### [Required action]
The lines to reproduce from the material below are those from the one containing "filename micronfc/src/transport/usb/descriptor.rs" through the one containing "Direction::In if in_ep.is_none()", both included; write them out exactly and add nothing.

### [Excerpted data]

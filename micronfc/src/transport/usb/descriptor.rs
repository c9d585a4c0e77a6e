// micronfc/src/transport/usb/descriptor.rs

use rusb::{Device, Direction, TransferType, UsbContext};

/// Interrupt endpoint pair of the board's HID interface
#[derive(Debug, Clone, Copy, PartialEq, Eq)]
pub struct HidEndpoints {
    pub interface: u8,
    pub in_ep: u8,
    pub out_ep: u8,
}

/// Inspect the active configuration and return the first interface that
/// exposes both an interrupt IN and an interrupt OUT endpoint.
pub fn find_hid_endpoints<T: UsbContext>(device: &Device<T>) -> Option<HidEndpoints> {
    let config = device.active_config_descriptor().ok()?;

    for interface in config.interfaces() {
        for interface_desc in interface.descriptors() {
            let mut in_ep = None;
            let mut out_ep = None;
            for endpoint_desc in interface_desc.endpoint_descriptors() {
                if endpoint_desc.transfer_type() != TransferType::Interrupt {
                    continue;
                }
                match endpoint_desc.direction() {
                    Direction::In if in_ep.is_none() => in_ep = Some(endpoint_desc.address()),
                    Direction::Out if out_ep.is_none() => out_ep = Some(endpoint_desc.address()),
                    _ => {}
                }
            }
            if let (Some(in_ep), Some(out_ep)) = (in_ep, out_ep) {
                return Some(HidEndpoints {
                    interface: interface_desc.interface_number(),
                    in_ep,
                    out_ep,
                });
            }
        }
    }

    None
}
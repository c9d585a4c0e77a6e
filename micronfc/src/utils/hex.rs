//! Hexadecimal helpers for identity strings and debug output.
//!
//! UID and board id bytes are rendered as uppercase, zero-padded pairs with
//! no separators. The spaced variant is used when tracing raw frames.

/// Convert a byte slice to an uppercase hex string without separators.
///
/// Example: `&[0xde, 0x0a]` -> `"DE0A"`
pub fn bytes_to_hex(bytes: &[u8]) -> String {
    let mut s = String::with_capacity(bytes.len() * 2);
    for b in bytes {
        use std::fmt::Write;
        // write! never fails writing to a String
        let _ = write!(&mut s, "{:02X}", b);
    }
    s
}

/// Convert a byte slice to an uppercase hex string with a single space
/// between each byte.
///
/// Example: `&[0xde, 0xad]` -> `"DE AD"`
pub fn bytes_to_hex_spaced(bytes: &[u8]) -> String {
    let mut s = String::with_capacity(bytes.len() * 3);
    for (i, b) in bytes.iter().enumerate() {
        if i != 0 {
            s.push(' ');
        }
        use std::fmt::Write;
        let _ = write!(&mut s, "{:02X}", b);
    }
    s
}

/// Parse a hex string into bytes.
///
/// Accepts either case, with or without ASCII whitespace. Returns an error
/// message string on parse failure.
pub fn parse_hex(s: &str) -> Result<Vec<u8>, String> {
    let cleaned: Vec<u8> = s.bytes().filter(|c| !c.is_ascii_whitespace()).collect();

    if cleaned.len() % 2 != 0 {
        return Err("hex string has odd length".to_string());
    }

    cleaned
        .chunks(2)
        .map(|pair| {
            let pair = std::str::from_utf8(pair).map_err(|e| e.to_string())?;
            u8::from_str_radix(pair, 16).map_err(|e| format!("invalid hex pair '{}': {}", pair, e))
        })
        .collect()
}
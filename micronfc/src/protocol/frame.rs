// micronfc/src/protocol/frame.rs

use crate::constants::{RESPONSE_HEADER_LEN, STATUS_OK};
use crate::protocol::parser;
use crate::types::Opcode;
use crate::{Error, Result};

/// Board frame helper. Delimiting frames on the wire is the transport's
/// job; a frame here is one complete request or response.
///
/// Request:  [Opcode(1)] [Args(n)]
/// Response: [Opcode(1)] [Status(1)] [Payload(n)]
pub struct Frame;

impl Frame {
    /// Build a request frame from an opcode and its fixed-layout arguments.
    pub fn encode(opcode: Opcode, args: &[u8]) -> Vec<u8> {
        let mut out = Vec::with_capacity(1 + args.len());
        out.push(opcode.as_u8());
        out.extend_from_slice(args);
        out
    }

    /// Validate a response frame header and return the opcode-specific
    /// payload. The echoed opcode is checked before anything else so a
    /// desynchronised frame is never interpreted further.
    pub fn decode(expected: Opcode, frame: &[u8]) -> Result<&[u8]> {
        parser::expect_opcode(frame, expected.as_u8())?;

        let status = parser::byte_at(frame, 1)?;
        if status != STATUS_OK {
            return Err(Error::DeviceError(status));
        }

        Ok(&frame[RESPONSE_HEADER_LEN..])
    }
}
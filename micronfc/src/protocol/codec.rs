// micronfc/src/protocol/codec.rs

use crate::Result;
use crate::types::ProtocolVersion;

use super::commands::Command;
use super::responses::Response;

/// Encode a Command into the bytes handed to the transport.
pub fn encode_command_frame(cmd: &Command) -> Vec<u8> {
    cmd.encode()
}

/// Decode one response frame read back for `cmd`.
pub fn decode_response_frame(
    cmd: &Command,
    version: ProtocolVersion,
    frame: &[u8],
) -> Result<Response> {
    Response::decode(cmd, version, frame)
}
==
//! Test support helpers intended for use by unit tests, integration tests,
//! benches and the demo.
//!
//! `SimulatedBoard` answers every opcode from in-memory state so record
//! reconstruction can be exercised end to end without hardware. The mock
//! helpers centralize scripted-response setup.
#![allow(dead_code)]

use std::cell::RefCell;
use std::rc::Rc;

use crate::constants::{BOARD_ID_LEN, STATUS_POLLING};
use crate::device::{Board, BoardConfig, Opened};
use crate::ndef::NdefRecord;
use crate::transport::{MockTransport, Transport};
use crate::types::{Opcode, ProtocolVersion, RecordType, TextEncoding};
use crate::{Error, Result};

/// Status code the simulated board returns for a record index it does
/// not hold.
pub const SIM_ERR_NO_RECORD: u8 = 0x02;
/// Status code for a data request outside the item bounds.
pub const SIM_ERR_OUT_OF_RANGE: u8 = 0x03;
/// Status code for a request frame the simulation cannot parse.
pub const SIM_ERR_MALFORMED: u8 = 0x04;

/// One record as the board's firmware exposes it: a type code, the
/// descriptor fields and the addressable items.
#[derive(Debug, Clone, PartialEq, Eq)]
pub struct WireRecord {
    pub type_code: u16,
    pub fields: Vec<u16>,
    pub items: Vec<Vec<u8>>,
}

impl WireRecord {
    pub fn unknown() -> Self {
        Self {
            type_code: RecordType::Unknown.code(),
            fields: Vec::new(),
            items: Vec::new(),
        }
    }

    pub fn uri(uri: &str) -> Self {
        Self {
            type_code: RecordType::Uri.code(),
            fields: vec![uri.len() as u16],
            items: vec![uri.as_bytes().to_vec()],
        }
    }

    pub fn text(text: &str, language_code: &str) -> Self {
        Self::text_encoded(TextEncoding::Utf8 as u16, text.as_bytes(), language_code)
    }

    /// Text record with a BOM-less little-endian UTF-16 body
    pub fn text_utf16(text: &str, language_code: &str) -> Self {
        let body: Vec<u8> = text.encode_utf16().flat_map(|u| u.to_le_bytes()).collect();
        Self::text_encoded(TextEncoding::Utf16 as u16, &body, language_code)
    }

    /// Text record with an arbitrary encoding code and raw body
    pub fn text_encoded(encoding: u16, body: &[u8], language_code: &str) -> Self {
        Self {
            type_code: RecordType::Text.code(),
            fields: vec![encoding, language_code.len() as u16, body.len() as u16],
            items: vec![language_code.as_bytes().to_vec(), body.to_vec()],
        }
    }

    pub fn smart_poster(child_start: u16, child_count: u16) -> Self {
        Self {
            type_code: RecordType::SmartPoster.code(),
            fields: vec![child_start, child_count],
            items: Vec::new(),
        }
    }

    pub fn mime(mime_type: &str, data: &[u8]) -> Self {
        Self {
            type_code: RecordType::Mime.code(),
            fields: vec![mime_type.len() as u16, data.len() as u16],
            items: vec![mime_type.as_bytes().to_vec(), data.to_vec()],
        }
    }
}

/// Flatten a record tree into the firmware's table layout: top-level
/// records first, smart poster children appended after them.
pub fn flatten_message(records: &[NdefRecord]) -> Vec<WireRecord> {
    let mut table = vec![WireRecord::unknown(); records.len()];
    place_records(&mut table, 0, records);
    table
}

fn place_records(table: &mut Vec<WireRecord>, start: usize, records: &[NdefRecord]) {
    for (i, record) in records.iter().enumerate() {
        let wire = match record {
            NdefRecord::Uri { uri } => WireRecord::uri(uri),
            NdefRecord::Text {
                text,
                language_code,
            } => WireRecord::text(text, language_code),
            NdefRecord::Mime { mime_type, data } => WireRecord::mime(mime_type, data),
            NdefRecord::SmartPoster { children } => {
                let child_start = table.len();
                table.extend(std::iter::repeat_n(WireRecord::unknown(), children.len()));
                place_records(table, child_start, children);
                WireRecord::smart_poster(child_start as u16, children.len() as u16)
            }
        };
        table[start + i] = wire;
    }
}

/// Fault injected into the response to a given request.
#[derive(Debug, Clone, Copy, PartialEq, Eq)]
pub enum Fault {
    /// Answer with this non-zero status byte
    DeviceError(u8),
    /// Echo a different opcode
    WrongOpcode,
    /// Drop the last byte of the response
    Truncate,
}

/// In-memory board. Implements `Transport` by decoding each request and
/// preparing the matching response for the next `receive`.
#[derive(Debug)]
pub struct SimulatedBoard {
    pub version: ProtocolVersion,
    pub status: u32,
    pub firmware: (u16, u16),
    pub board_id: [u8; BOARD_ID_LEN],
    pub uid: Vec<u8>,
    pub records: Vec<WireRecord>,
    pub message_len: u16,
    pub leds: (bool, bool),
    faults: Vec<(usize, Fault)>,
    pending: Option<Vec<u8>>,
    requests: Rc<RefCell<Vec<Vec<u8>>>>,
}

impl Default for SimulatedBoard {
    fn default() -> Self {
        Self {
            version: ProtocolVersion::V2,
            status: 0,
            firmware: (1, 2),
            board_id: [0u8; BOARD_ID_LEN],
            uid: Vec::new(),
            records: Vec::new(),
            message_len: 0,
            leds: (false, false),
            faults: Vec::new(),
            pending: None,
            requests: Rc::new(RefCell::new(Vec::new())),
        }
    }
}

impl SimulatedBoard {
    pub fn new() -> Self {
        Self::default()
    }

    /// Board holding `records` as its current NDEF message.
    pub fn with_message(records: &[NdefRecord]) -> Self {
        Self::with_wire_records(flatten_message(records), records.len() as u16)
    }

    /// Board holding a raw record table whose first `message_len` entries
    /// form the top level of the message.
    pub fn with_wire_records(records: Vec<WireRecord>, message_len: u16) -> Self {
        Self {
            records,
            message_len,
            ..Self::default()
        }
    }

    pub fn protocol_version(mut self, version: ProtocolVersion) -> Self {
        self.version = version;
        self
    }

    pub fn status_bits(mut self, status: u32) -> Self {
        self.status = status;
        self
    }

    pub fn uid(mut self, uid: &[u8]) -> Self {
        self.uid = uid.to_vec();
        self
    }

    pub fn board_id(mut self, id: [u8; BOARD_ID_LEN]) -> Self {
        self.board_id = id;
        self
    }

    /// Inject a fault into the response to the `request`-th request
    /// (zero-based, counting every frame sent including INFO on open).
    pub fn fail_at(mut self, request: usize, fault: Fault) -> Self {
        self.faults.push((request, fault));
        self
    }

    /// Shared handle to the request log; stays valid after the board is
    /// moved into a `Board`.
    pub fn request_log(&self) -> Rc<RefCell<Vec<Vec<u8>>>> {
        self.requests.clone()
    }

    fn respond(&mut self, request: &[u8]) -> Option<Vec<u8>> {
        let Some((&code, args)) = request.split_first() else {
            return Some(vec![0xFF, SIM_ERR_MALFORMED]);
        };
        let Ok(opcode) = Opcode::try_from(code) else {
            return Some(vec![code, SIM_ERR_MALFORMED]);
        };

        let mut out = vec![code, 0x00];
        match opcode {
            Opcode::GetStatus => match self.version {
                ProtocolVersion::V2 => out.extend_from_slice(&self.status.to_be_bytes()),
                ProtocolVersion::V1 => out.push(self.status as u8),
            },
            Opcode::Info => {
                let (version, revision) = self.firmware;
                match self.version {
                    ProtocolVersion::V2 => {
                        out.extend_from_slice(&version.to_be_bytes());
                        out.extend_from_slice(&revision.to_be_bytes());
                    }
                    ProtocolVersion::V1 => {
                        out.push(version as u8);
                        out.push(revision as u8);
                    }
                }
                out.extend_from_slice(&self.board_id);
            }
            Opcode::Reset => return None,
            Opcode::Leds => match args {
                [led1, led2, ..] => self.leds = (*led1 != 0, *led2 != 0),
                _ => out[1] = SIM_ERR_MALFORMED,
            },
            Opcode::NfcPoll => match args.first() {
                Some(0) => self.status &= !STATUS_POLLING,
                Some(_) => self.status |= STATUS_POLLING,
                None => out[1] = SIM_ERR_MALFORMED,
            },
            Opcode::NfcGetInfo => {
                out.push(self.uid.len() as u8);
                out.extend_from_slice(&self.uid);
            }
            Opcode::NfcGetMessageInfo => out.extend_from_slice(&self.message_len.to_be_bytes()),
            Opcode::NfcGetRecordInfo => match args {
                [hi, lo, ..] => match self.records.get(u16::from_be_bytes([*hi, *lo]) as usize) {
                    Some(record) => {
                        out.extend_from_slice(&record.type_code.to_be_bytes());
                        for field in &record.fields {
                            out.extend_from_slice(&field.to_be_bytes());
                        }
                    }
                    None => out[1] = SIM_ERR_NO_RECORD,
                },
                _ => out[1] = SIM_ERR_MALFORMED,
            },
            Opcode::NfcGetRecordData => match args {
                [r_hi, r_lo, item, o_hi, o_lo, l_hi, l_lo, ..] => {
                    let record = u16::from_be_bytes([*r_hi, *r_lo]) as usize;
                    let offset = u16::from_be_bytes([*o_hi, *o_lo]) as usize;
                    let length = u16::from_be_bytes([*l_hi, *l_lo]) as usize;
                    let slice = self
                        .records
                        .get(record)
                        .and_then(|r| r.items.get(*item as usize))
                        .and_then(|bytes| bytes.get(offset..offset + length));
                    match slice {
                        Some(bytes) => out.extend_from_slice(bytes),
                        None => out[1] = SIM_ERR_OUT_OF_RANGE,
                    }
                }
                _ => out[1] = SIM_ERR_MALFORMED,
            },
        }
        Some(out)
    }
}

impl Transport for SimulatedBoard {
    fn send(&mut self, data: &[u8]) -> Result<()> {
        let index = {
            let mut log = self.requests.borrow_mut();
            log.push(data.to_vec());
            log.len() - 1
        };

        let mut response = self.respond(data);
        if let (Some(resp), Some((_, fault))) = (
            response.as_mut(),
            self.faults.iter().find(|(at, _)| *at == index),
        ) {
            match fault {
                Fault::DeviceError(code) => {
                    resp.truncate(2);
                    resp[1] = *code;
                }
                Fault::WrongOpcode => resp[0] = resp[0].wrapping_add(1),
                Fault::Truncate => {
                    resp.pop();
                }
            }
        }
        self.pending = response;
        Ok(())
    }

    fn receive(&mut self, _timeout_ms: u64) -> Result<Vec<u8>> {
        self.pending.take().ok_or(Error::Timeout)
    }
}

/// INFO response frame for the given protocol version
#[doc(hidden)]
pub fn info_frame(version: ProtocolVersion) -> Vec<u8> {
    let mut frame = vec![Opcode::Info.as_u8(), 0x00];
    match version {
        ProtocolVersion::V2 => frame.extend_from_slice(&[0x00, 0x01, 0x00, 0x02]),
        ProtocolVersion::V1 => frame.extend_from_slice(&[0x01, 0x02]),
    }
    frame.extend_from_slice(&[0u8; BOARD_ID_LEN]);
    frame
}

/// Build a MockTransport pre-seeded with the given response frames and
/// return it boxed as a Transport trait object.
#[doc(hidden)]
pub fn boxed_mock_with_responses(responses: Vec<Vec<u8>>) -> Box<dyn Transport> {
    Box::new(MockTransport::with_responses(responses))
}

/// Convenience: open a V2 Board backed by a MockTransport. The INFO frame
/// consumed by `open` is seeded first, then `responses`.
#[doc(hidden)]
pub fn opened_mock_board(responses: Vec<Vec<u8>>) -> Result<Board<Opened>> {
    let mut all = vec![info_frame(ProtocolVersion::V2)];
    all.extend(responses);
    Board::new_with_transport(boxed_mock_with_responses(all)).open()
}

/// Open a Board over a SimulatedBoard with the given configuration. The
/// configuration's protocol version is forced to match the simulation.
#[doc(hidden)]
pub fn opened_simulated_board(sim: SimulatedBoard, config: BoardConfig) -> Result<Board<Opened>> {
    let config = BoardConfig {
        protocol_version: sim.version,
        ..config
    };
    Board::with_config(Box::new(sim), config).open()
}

### [Solution to this exercise]
filename micronfc/src/transport/usb/descriptor.rs
repository c9d585a4c0e77a6e
// micronfc/src/transport/usb/descriptor.rs

use rusb::{Device, Direction, TransferType, UsbContext};

/// Interrupt endpoint pair of the board's HID interface
#[derive(Debug, Clone, Copy, PartialEq, Eq)]
pub struct HidEndpoints {
    pub interface: u8,
    pub in_ep: u8,
    pub out_ep: u8,
}

/// Inspect the active configuration and return the first interface that
/// exposes both an interrupt IN and an interrupt OUT endpoint.
pub fn find_hid_endpoints<T: UsbContext>(device: &Device<T>) -> Option<HidEndpoints> {
    let config = device.active_config_descriptor().ok()?;

    for interface in config.interfaces() {
        for interface_desc in interface.descriptors() {
            let mut in_ep = None;
            let mut out_ep = None;
            for endpoint_desc in interface_desc.endpoint_descriptors() {
                if endpoint_desc.transfer_type() != TransferType::Interrupt {
                    continue;
                }
                match endpoint_desc.direction() {
                    Direction::In if in_ep.is_none() => in_ep = Some(endpoint_desc.address()),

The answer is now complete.